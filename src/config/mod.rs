//! Configuration module for the pradowrites application.

pub mod dashboard;
pub mod debug;
pub mod endpoints;
pub mod persistence;

// Re-export commonly used items
pub use dashboard::DASHBOARD;
pub use endpoints::ENDPOINTS;
pub use persistence::{PERSISTENCE, snapshot_cache_filename};
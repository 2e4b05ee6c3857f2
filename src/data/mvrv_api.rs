//! MVRV valuation ratio from the internal endpoint.

use anyhow::{Context, Result};
use serde::Deserialize;

use crate::config::ENDPOINTS;
use crate::data::{http_client, with_retries};
use crate::models::{MvrvReading, TimePoint};

#[derive(Debug, Deserialize)]
struct MvrvEnvelope {
    current: f64,
    series: Vec<MvrvPoint>,
}

#[derive(Debug, Deserialize)]
struct MvrvPoint {
    t: i64,
    mvrv: f64,
}

/// Current MVRV value plus its history.
pub async fn fetch_mvrv() -> Result<MvrvReading> {
    let client = http_client()?;

    with_retries("mvrv", || async {
        let envelope: MvrvEnvelope = client
            .get(ENDPOINTS.mvrv.url)
            .send()
            .await?
            .error_for_status()?
            .json()
            .await
            .context("Malformed MVRV response")?;

        let mut series: Vec<TimePoint> = envelope
            .series
            .into_iter()
            .map(|point| TimePoint::new(point.t, point.mvrv))
            .collect();
        series.sort_by_key(|point| point.t);

        Ok(MvrvReading {
            current: envelope.current,
            series,
        })
    })
    .await
}

#[cfg(test)]
mod tests {
    use super::*;

    #[test]
    fn test_envelope_parses() {
        let raw = r#"{"current": 2.31,
                      "series": [{"t": 1704067200000, "mvrv": 2.1},
                                 {"t": 1704153600000, "mvrv": 2.2}]}"#;
        let envelope: MvrvEnvelope = serde_json::from_str(raw).unwrap();

        assert_eq!(envelope.current, 2.31);
        assert_eq!(envelope.series.len(), 2);
        assert_eq!(envelope.series[1].mvrv, 2.2);
    }
}
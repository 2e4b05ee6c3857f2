//! Gridline positions for the chart's time axis.

use itertools::iterate;

use crate::config::DASHBOARD;
use crate::models::TimePoint;
use crate::utils::time_utils::align_down_to_day;

/// Evenly spaced tick timestamps spanning the series' time range.
///
/// The first tick is the series start aligned down to a whole UTC day; ticks
/// then advance at the configured stride up to one millisecond past the final
/// sample (so a tick landing exactly on the last sample is kept).
pub fn day_aligned_ticks(series: &[TimePoint]) -> Vec<i64> {
    let (Some(first), Some(last)) = (series.first(), series.last()) else {
        return Vec::new();
    };

    let aligned_start = align_down_to_day(first.t);
    iterate(aligned_start, |t| t + DASHBOARD.chart.tick_stride_ms)
        .take_while(|t| *t <= last.t + 1)
        .collect()
}

#[cfg(test)]
mod tests {
    use super::*;
    use crate::utils::TimeUtils;

    fn daily_series(start_ms: i64, days: usize) -> Vec<TimePoint> {
        (0..days)
            .map(|i| TimePoint::new(start_ms + i as i64 * TimeUtils::MS_IN_D, 100.0 + i as f64))
            .collect()
    }

    #[test]
    fn test_empty_series_yields_no_ticks() {
        assert!(day_aligned_ticks(&[]).is_empty());
    }

    #[test]
    fn test_180_day_series_tick_count() {
        // Day-aligned start (2024-01-01 00:00 UTC)
        let start = 1_704_067_200_000_i64;
        let series = daily_series(start, 180);

        let ticks = day_aligned_ticks(&series);

        // 180 days at a 10-day stride: 18 ticks, give or take boundary rounding
        assert!(
            (17..=19).contains(&ticks.len()),
            "Expected ~18 ticks, got {}",
            ticks.len()
        );
        assert!(ticks[0] <= series[0].t, "First tick precedes the range");
        assert!(
            *ticks.last().unwrap() >= series.last().unwrap().t - 10 * TimeUtils::MS_IN_D,
            "Last tick falls within a stride of the range end"
        );
    }

    #[test]
    fn test_start_aligned_down_to_day_boundary() {
        // Series starts mid-day; first tick must be the preceding midnight
        let midday = 1_704_067_200_000_i64 + TimeUtils::MS_IN_H * 15;
        let series = daily_series(midday, 30);

        let ticks = day_aligned_ticks(&series);

        assert_eq!(ticks[0] % TimeUtils::MS_IN_D, 0);
        assert_eq!(ticks[0], 1_704_067_200_000);
        // Consecutive ticks are exactly one stride apart
        assert!(
            ticks
                .windows(2)
                .all(|w| w[1] - w[0] == 10 * TimeUtils::MS_IN_D)
        );
    }

    #[test]
    fn test_single_point_series() {
        let series = daily_series(1_704_067_200_000, 1);
        let ticks = day_aligned_ticks(&series);
        assert_eq!(ticks.len(), 1, "One in-range tick for a one-point series");
    }
}
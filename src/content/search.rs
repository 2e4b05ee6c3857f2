//! In-memory post filtering.

use std::collections::HashMap;

use crate::models::Post;

/// Filter posts by plain substring containment.
///
/// A post matches when the lowercased query appears in its lowercased title,
/// excerpt, any tag, or its already-loaded body in `bodies` (keyed by slug;
/// an absent body never matches). The empty query returns the full input in
/// original order. No tokenization, no ranking, no fuzzy matching.
pub fn filter_posts<'a>(
    posts: &'a [Post],
    query: &str,
    bodies: &HashMap<String, String>,
) -> Vec<&'a Post> {
    if query.is_empty() {
        return posts.iter().collect();
    }

    let needle = query.to_lowercase();
    posts
        .iter()
        .filter(|post| {
            post.title.to_lowercase().contains(&needle)
                || post.excerpt.to_lowercase().contains(&needle)
                || post
                    .tags
                    .iter()
                    .any(|tag| tag.to_lowercase().contains(&needle))
                || bodies
                    .get(&post.slug)
                    .is_some_and(|body| body.to_lowercase().contains(&needle))
        })
        .collect()
}

#[cfg(test)]
mod tests {
    use super::*;

    fn post(slug: &str, title: &str, excerpt: &str, tags: &[&str]) -> Post {
        Post {
            slug: slug.to_string(),
            title: title.to_string(),
            date: "2025-01-01".to_string(),
            excerpt: excerpt.to_string(),
            tags: tags.iter().map(|t| t.to_string()).collect(),
            md_path: None,
        }
    }

    fn sample_posts() -> Vec<Post> {
        vec![
            post(
                "metas",
                "Metas e indicadores",
                "Como acompanhar resultados",
                &["kpi", "gestao"],
            ),
            post(
                "ciclos",
                "Ciclos de mercado",
                "Valuation on-chain",
                &["bitcoin"],
            ),
        ]
    }

    #[test]
    fn test_empty_query_returns_all_in_order() {
        let posts = sample_posts();
        let result = filter_posts(&posts, "", &HashMap::new());

        assert_eq!(result.len(), posts.len());
        let slugs: Vec<&str> = result.iter().map(|p| p.slug.as_str()).collect();
        assert_eq!(slugs, vec!["metas", "ciclos"], "Original order preserved");
    }

    #[test]
    fn test_tag_only_match() {
        // "kpi" appears only in the tags, not in title or excerpt
        let posts = sample_posts();
        let result = filter_posts(&posts, "kpi", &HashMap::new());

        assert_eq!(result.len(), 1);
        assert_eq!(result[0].slug, "metas");
    }

    #[test]
    fn test_content_only_match_requires_loaded_body() {
        let posts = sample_posts();

        // Body absent from the map: no match
        let result = filter_posts(&posts, "mvrv", &HashMap::new());
        assert!(result.is_empty());

        // Body loaded: the same query now matches
        let mut bodies = HashMap::new();
        bodies.insert("ciclos".to_string(), "Aqui os mvrv details...".to_string());
        let result = filter_posts(&posts, "mvrv", &bodies);
        assert_eq!(result.len(), 1);
        assert_eq!(result[0].slug, "ciclos");
    }

    #[test]
    fn test_match_is_case_insensitive() {
        let posts = sample_posts();
        let result = filter_posts(&posts, "CICLOS", &HashMap::new());
        assert_eq!(result.len(), 1);
        assert_eq!(result[0].slug, "ciclos");
    }

    #[test]
    fn test_no_match_returns_empty() {
        let posts = sample_posts();
        assert!(filter_posts(&posts, "inexistente", &HashMap::new()).is_empty());
    }
}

# [WHAT YOU HAVE TO DO]
Search the listing above for the lines with "fn sample_posts() ->" and "title or excerpt", then output those lines and all lines between them exactly.

# [EXERCISE ANSWER]
    fn sample_posts() -> Vec<Post> {
        vec![
            post(
                "metas",
                "Metas e indicadores",
                "Como acompanhar resultados",
                &["kpi", "gestao"],
            ),
            post(
                "ciclos",
                "Ciclos de mercado",
                "Valuation on-chain",
                &["bitcoin"],
            ),
        ]
    }

    #[test]
    fn test_empty_query_returns_all_in_order() {
        let posts = sample_posts();
        let result = filter_posts(&posts, "", &HashMap::new());

        assert_eq!(result.len(), posts.len());
        let slugs: Vec<&str> = result.iter().map(|p| p.slug.as_str()).collect();
        assert_eq!(slugs, vec!["metas", "ciclos"], "Original order preserved");
    }

    #[test]
    fn test_tag_only_match() {
        // "kpi" appears only in the tags, not in title or excerpt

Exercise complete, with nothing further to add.